About this task. Below are records; copy every line among them that contains the word "String".

The data.
//! Service registry client
//!
//! A process registers itself under a logical service name, keeps the
//! registration alive with periodic health checks, and resolves peers by name.

mod consul;
mod memory;

pub use consul::ConsulRegistry;
pub use memory::MemoryRegistry;

use async_trait::async_trait;
use std::sync::Arc;
use std::time::Duration;
use tokio_util::sync::CancellationToken;

use crate::config::{RegistryConfig, RegistryKind};
use crate::error::AppResult;

/// Time-to-live of a registration without a passing health check
pub const HEALTH_TTL: Duration = Duration::from_secs(5);

#[async_trait]
pub trait Registry: Send + Sync {
    /// Register an instance. Registering the same id again replaces it.
    async fn register(&self, instance_id: &str, service_name: &str, address: &str)
    -> AppResult<()>;

    /// Best-effort removal on shutdown
    async fn deregister(&self, instance_id: &str, service_name: &str) -> AppResult<()>;

    /// Mark the instance alive for another TTL window
    async fn health_check(&self, instance_id: &str, service_name: &str) -> AppResult<()>;

    /// Address (`host:port`) of any healthy instance
    async fn resolve(&self, service_name: &str) -> AppResult<String>;
}

/// Unique id for one running instance of `service_name`
pub fn generate_instance_id(service_name: &str) -> String {
    format!("{}-{}", service_name, uuid::Uuid::new_v4())
}

/// Build the configured registry backend
pub fn from_config(config: &RegistryConfig) -> AppResult<Arc<dyn Registry>> {
    Ok(match config.kind {
        RegistryKind::Memory => Arc::new(MemoryRegistry::new()),
        RegistryKind::Consul => Arc::new(ConsulRegistry::new(&config.address)?),
    })
}

/// Periodic health-check loop. Failures are logged and retried next tick.
pub async fn run_health_checks(
    registry: Arc<dyn Registry>,
    instance_id: String,
    service_name: String,
    interval: Duration,
    shutdown: CancellationToken,
) {
    let mut ticker = tokio::time::interval(interval);
    loop {
        tokio::select! {
            _ = shutdown.cancelled() => {
                tracing::debug!(service = %service_name, "health check loop stopped");
                break;
            }
            _ = ticker.tick() => {
                if let Err(e) = registry.health_check(&instance_id, &service_name).await {
                    tracing::error!(
                        service = %service_name,
                        instance_id = %instance_id,
                        error = %e,
                        "failed to health check"
                    );
                }
            }
        }
    }
}

#[cfg(test)]
mod tests {
    use super::*;

    #[test]
    fn test_generate_instance_id() {
        let a = generate_instance_id("orders");
        let b = generate_instance_id("orders");
        assert!(a.starts_with("orders-"));
        assert_ne!(a, b);
    }

    #[tokio::test]
    async fn test_health_check_loop_keeps_instance_alive() {
        let registry = Arc::new(MemoryRegistry::with_ttl(Duration::from_millis(80)));
        registry
            .register("orders-1", "orders", "127.0.0.1:8001")
            .await
            .unwrap();

        let shutdown = CancellationToken::new();
        let handle = tokio::spawn(run_health_checks(
            registry.clone(),
            "orders-1".into(),
            "orders".into(),
            Duration::from_millis(20),
            shutdown.clone(),
        ));

        tokio::time::sleep(Duration::from_millis(200)).await;
        assert_eq!(registry.resolve("orders").await.unwrap(), "127.0.0.1:8001");

        shutdown.cancel();
        handle.await.unwrap();

        tokio::time::sleep(Duration::from_millis(150)).await;
        assert!(registry.resolve("orders").await.is_err());
    }
}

Output of the task.
    async fn resolve(&self, service_name: &str) -> AppResult<String>;
pub fn generate_instance_id(service_name: &str) -> String {
    instance_id: String,
    service_name: String,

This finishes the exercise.